Сэр Вальтер проявлял величайшее нетерпение, пока Бульвер Литтон вел свой рассказ, и, когда тот подошел к этой части своего повествования, раздраженно прервал его:
– Мы бы хотели послушать что-нибудь в твоей собственной манере, молодой человек, – сказал он. – Анималистико-магнитическо-электро-истерико-биолого-мистический рассказ – вот твой подлинный стиль, а то, что ты сейчас наговорил, – всего лишь жалкая копия с меня, и ничего больше.
Среди собравшихся пронесся гул одобрения, а Дефо заметил:
– Право, мистер Литтон, хотя, быть может, это всего лишь простая случайность, но сходство, сдается мне, чертовски разительное. Замечания нашего друга сэра Вальтера нельзя не почесть справедливыми.
– Быть может, вы и это сочтете за подражание, – ответил Литтон с горечью и, откинувшись в кресле и глядя скорбно, так продолжал рассказ:
«Едва наш герой улегся на соломе, устилавшей пол его темницы, как вдруг в стене открылась потайная дверь и за ее порог величаво ступил почтенного вида старец. Пленник смотрел на него с изумлением, смешанным с благоговейным страхом, ибо на высоком челе старца лежала печать великого знания, недоступного сынам человеческим. Незнакомец был облачен в длинное белое одеяние, расшитое арабскими каббалистическими письменами; высокая алая тиара, с символическими знаками квадрата и круга, усугубляла величие его облика.
– Сын мой, – промолвил старец, обратив проницательный и вместе с тем затуманенный взор на сэра Овербека. – Все вещи и явления ведут к небытию, и небытие есть первопричина всего сущего. Космос непостижим. В чем же тогда цель нашего существования?

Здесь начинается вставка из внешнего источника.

mod common;

use std::sync::Mutex;

use common::{codes, FakeLauncher, Scripted};
use ean_report::config::MAX_PARALLEL_SESSIONS_CAP;
use ean_report::error::{AppError, InputError};
use ean_report::orchestrator::{AcquisitionConfig, AcquisitionOrchestrator, AcquisitionStatus, StopSignal};
use ean_report::progress::NoProgress;
use ean_report::workflow::SessionState;
use tokio_test::assert_ok;

fn orchestrator(launcher: FakeLauncher, parallel: usize) -> AcquisitionOrchestrator<FakeLauncher> {
    AcquisitionOrchestrator::new(
        AcquisitionConfig {
            max_parallel_sessions: parallel,
        },
        launcher,
    )
}

#[tokio::test]
async fn test_empty_code_list_launches_nothing() {
    let dir = tempfile::tempdir().unwrap();
    let orch = orchestrator(FakeLauncher::new(dir.path()), 1);

    let err = orch
        .acquire(&[], 10, &StopSignal::new(), &NoProgress)
        .await
        .unwrap_err();

    assert!(matches!(err, AppError::Input(InputError::NoCodes)));
}

#[tokio::test]
async fn test_failed_batch_does_not_stop_the_run() {
    let dir = tempfile::tempdir().unwrap();
    let launcher = FakeLauncher::new(dir.path()).with(2, Scripted::Timeout);
    let orch = orchestrator(launcher, 1);

    let report = assert_ok!(orch.acquire(&codes(6), 2, &StopSignal::new(), &NoProgress).await);

    assert_eq!(report.status, AcquisitionStatus::Completed);
    assert_eq!(report.files.len(), 2);
    assert!(report.files.iter().all(|f| f.batch_index != 2));
    assert_eq!(report.failed_batches.len(), 1);
    assert_eq!(report.failed_batches[0].batch_index, 2);
    assert_eq!(report.failed_batches[0].state, SessionState::ExportClicked);
    assert_eq!(report.codes_covered, 6);
    assert!(report.duplicates.is_empty());
}

#[tokio::test]
async fn test_every_batch_failing_is_an_error() {
    let dir = tempfile::tempdir().unwrap();
    let launcher = FakeLauncher::new(dir.path())
        .with(1, Scripted::Timeout)
        .with(2, Scripted::Timeout)
        .with(3, Scripted::Timeout);
    let orch = orchestrator(launcher, 1);

    let err = orch
        .acquire(&codes(5), 2, &StopSignal::new(), &NoProgress)
        .await
        .unwrap_err();

    assert!(matches!(err, AppError::AllBatchesFailed { attempted: 3 }));
}

#[tokio::test]
async fn test_stop_signal_cancels_remaining_batches() {
    let dir = tempfile::tempdir().unwrap();
    let stop = StopSignal::new();
    let launcher = FakeLauncher::new(dir.path()).stop_during(2, stop.clone());
    let orch = orchestrator(launcher, 1);

    let report = assert_ok!(orch.acquire(&codes(10), 2, &stop, &NoProgress).await);

    assert_eq!(report.files.len(), 2);
    assert_eq!(
        report.status,
        AcquisitionStatus::Cancelled {
            completed_batches: 2,
            total_batches: 5
        }
    );
    assert_eq!(report.codes_covered, 4);
}

#[tokio::test]
async fn test_cancelled_run_without_files_is_not_an_error() {
    let dir = tempfile::tempdir().unwrap();
    let stop = StopSignal::new();
    let launcher = FakeLauncher::new(dir.path())
        .with(1, Scripted::Timeout)
        .stop_during(1, stop.clone());
    let orch = orchestrator(launcher, 1);

    let report = assert_ok!(orch.acquire(&codes(4), 2, &stop, &NoProgress).await);

    assert!(report.is_cancelled());
    assert!(report.files.is_empty());
    assert_eq!(report.failed_batches.len(), 1);
}

#[tokio::test]
async fn test_identical_downloads_are_reported_once() {
    let dir = tempfile::tempdir().unwrap();
    let same = b"identical report".to_vec();
    let launcher = FakeLauncher::new(dir.path())
        .with(1, Scripted::Content(same.clone()))
        .with(3, Scripted::Content(same));
    let orch = orchestrator(launcher, 1);

    let report = assert_ok!(orch.acquire(&codes(6), 2, &StopSignal::new(), &NoProgress).await);

    assert_eq!(report.files.len(), 3);
    assert_eq!(report.duplicates.len(), 1);
    assert_eq!(report.duplicates[0].first, report.files[0].path);
    assert_eq!(report.duplicates[0].duplicate, report.files[2].path);
}

#[tokio::test]
async fn test_progress_counts_failed_batches_as_covered() {
    let dir = tempfile::tempdir().unwrap();
    let launcher = FakeLauncher::new(dir.path()).with(2, Scripted::Timeout);
    let orch = orchestrator(launcher, 1);

    let seen = Mutex::new(Vec::new());
    let sink = |covered: usize, total: usize| seen.lock().unwrap().push((covered, total));
    assert_ok!(orch.acquire(&codes(5), 2, &StopSignal::new(), &sink).await);

    assert_eq!(*seen.lock().unwrap(), vec![(2, 5), (4, 5), (5, 5)]);
}

#[tokio::test]
async fn test_vanished_file_is_dropped_from_report() {
    let dir = tempfile::tempdir().unwrap();
    let launcher = FakeLauncher::new(dir.path()).with(1, Scripted::Vanished);
    let orch = orchestrator(launcher, 1);

    let report = assert_ok!(orch.acquire(&codes(4), 2, &StopSignal::new(), &NoProgress).await);

    assert_eq!(report.files.len(), 1);
    assert_eq!(report.files[0].batch_index, 2);
}

#[tokio::test]
async fn test_parallel_windows_keep_batch_order() {
    let dir = tempfile::tempdir().unwrap();
    let orch = orchestrator(FakeLauncher::new(dir.path()), 2);

    let report = assert_ok!(orch.acquire(&codes(9), 2, &StopSignal::new(), &NoProgress).await);

    let order: Vec<usize> = report.files.iter().map(|f| f.batch_index).collect();
    assert_eq!(order, vec![1, 2, 3, 4, 5]);
    assert_eq!(report.codes_covered, 9);
}

#[tokio::test]
async fn test_parallel_stop_is_checked_between_windows() {
    let dir = tempfile::tempdir().unwrap();
    let stop = StopSignal::new();
    let launcher = FakeLauncher::new(dir.path()).stop_during(1, stop.clone());
    let orch = orchestrator(launcher, 2);

    let report = assert_ok!(orch.acquire(&codes(10), 2, &stop, &NoProgress).await);

    // 同一窗口内的批次 2 已经启动，会正常完成
    assert_eq!(report.files.len(), 2);
    assert_eq!(
        report.status,
        AcquisitionStatus::Cancelled {
            completed_batches: 2,
            total_batches: 5
        }
    );
}

#[tokio::test]
async fn test_parallelism_is_capped() {
    let dir = tempfile::tempdir().unwrap();
    let orch = orchestrator(FakeLauncher::new(dir.path()), 64);

    let report = assert_ok!(orch.acquire(&codes(10), 1, &StopSignal::new(), &NoProgress).await);
    assert_eq!(report.files.len(), 10);
    assert_eq!(orch.launcher().peak_in_flight(), MAX_PARALLEL_SESSIONS_CAP);
}

#[tokio::test]
async fn test_sequential_mode_runs_one_session_at_a_time() {
    let dir = tempfile::tempdir().unwrap();
    let orch = orchestrator(FakeLauncher::new(dir.path()), 1);

    let report = assert_ok!(orch.acquire(&codes(3), 1, &StopSignal::new(), &NoProgress).await);
    assert_eq!(report.files.len(), 3);
    assert_eq!(orch.launcher().peak_in_flight(), 1);
}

Пораженный глубиной этого вопроса и философическими взглядами старца, наш герой приветствовал гостя и осведомился об его имени и звании. Старец ответил, и голос его то крепнул, то замирал в музыкальной каденции, подобно вздоху восточного ветра, и тонкие ароматические пары наполнили помещение.

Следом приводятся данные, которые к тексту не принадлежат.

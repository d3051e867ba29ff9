//! 登录服务 - 业务能力层
//!
//! 只负责"用固定表单登录"能力

use tokio::time::sleep;
use tracing::{debug, info, warn};

use crate::config::{Credentials, PortalConfig, Timings};
use crate::error::SessionError;
use crate::infrastructure::JsExecutor;

/// 登录服务
pub struct PortalLogin<'a> {
    portal: &'a PortalConfig,
    credentials: &'a Credentials,
    timings: &'a Timings,
}

impl<'a> PortalLogin<'a> {
    pub fn new(portal: &'a PortalConfig, credentials: &'a Credentials, timings: &'a Timings) -> Self {
        Self {
            portal,
            credentials,
            timings,
        }
    }

    /// 打开登录页、填写凭据并提交
    ///
    /// 提交后若 URL 仍指向登录页，视为登录失败
    pub async fn login(&self, executor: &JsExecutor) -> Result<(), SessionError> {
        if self.credentials.username.is_empty() || self.credentials.password.is_empty() {
            warn!("⚠️ 登录凭据为空，登录很可能失败");
        }

        executor.goto(&self.portal.login_url).await?;

        let username = executor
            .wait_for(&self.portal.username_selector, self.timings.element_timeout)
            .await?;
        username.click().await?;
        username.type_str(&self.credentials.username).await?;

        let password = executor.find(&self.portal.password_selector).await?;
        password.click().await?;
        password.type_str(&self.credentials.password).await?;

        executor
            .find(&self.portal.login_button_selector)
            .await?
            .click()
            .await?;
        debug!("登录表单已提交");

        sleep(self.timings.login_settle).await;

        let url = executor.current_url().await?;
        if is_login_page(&url, &self.portal.login_marker) {
            return Err(SessionError::LoginRejected { url });
        }

        info!("✓ 登录成功");
        Ok(())
    }
}

/// URL 是否仍是登录页
pub fn is_login_page(url: &str, marker: &str) -> bool {
    url.is_empty() || url.contains(marker)
}
#[cfg(test)]
mod tests {
    use super::*;
    use calamine::{open_workbook, Data, Reader, Xlsx};

    fn merged_table() -> Table {
        let mut t = Table::new(
            ["Lp", "EAN", "Price", "Price PL", "Cena min.", "Profit", "ROI", "Link"]
                .iter()
                .map(|s| s.to_string())
                .collect(),
        );
        t.push_row(vec![
            1.0.into(),
            "0000000000123".into(),
            10.0.into(),
            CellValue::Empty,
            49.99.into(),
            CellValue::Empty,
            CellValue::Empty,
            "https://allegro.pl/oferta/1".into(),
        ]);
        t
    }

    #[test]
    fn test_column_letter() {
        assert_eq!(column_letter(0), "A");
        assert_eq!(column_letter(25), "Z");
        assert_eq!(column_letter(26), "AA");
        assert_eq!(column_letter(701), "ZZ");
        assert_eq!(column_letter(702), "AAA");
    }

    #[test]
    fn test_parse_cell_ref() {
        assert_eq!(parse_cell_ref("A1"), Some((0, 0)));
        assert_eq!(parse_cell_ref("G1"), Some((0, 6)));
        assert_eq!(parse_cell_ref("$M$1"), Some((0, 12)));
        assert_eq!(parse_cell_ref("AA10"), Some((9, 26)));
        assert_eq!(parse_cell_ref("A0"), None);
        assert_eq!(parse_cell_ref("12"), None);
        assert_eq!(absolute_ref("G2").as_deref(), Some("$G$2"));
    }

    #[test]
    fn test_row_formulas() {
        let layout = ReportLayout::default();
        let columns = FormulaColumns::locate(&merged_table(), &layout);
        let f = columns.formulas(&layout, 5);
        assert_eq!(f.price_pl.as_deref(), Some("=C5*$G$1"));
        assert_eq!(
            f.profit.as_deref(),
            Some("=(E5/1.23)-((E5*$M$1/100)/1.23)-D5-$G$2-$G$3")
        );
        assert_eq!(f.roi.as_deref(), Some("=IF(E5<>0,F5/E5,0)"));
    }

    #[test]
    fn test_formulas_skipped_without_columns() {
        let layout = ReportLayout::default();
        let table = Table::new(vec!["EAN".into(), "Price".into(), "Profit".into()]);
        let f = FormulaColumns::locate(&table, &layout).formulas(&layout, 5);
        assert_eq!(f.price_pl, None);
        assert_eq!(f.profit, None);
        assert_eq!(f.roi, None);
    }

    #[test]
    fn test_styled_output_layout() {
        let dir = tempfile::tempdir().unwrap();
        let path = dir.path().join("result.xlsx");
        let writer = SpreadsheetWriter::new(ReportLayout::default());

        let mode = writer.write(&merged_table(), &path).unwrap();
        assert_eq!(mode, RenderMode::Styled);

        let mut workbook: Xlsx<_> = open_workbook(&path).unwrap();
        let range = workbook.worksheet_range_at(0).unwrap().unwrap();
        assert_eq!(range.get_value((0, 0)), Some(&Data::String("Date:".into())));
        assert_eq!(range.get_value((3, 1)), Some(&Data::String("EAN".into())));
        assert_eq!(range.get_value((4, 2)), Some(&Data::Float(10.0)));
        assert_eq!(range.get_value((4, 7)), Some(&Data::String("Link".into())));
        assert_eq!(range.get_value((0, 6)), Some(&Data::Float(4.3)));

        let formulas = workbook.worksheet_formula("Sheet1").unwrap();
        let price_pl = formulas.get_value((4, 3)).cloned().unwrap_or_default();
        assert_eq!(price_pl.trim_start_matches('='), "C5*$G$1");
    }

    #[test]
    fn test_falls_back_to_plain_when_rows_overflow() {
        let dir = tempfile::tempdir().unwrap();
        let path = dir.path().join("result.xlsx");
        let layout = ReportLayout {
            header_row: 1_048_575,
            ..ReportLayout::default()
        };

        let mode = SpreadsheetWriter::new(layout)
            .write(&merged_table(), &path)
            .unwrap();
        assert_eq!(mode, RenderMode::Plain);

        let mut workbook: Xlsx<_> = open_workbook(&path).unwrap();
        let range = workbook.worksheet_range_at(0).unwrap().unwrap();
        assert_eq!(range.get_value((0, 0)), Some(&Data::String("Lp".into())));
        assert_eq!(
            range.get_value((1, 1)),
            Some(&Data::String("0000000000123".into()))
        );
    }
}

– Я – извечное отрицание не-я, – вновь заговорил старец. – Я квинтэссенция небытия, нескончаемая сущность несуществующего. В моем облике ты видишь то, что существовало до возникновения материи и за многие-многие годы до начала времени. Я алгебраический икс, обозначающий бесконечную делимость конечной частицы.
Сэр Овербек почувствовал трепет, как если бы холодная, как лед, рука легла ему на лоб.
– Зачем ты явился, чей ты посланец? – прошептал он, простираясь перед таинственным гостем.
– Я пришел поведать тебе о том, что вечности порождают хаос и что безмерности зависят от божественной ананке[46]. Бесконечность пресмыкается перед индивидуальностью. Движущая сущность – перводвигатель в мире духовного, и мыслитель бессилен перед пульсирующей пустотой. Космический процесс завершается только непознаваемым и непроизносимым…» Могу я спросить вас, сэр Смоллет, что вас так смешит?
– Нет-нет, черт побери! – воскликнул Смоллет, давно уже посмеивавшийся. – Можешь не опасаться, что кто-нибудь станет оспаривать твой стиль, мистер Литтон!
– Спору нет, это твой и только твой стиль, – пробормотал сэр Вальтер.
– И притом прелестный, – вставил Лоренс Стерн с ядовитой усмешкой. – Прошу пояснить, сэр, на каком языке вы изволили говорить?
Эти замечания, поддержанные одобрением всех остальных, до такой степени разъярили Литтона, что он, сперва заикаясь, пытался что-то ответить, но затем, совершенно перестав собой владеть, подобрал со стола разрозненные листки и вышел вон, на каждом шагу роняя свои памфлеты и речи. Все это так распотешило общество, что в течение нескольких минут в комнате не смолкал смех. Звук его отдавался у меня в ушах все громче, а огни на столе тускнели, люди вокруг него таяли и наконец исчезли один за другим. Я сидел перед тлеющими в кучке пепла углями – все, что осталось от яркого, бушевавшего пламени, – а веселый смех высоких гостей превратился в недовольный голос моей жены, которая, тряся меня за плечи, говорила, что мне следовало бы выбрать более подходящее место для сна. Так окончились удивительные приключения Сайприена Овербека Уэллса, но я все еще лелею надежду, что как-нибудь в одном из моих будущих снов великие мастера слова закончат начатое ими повествование.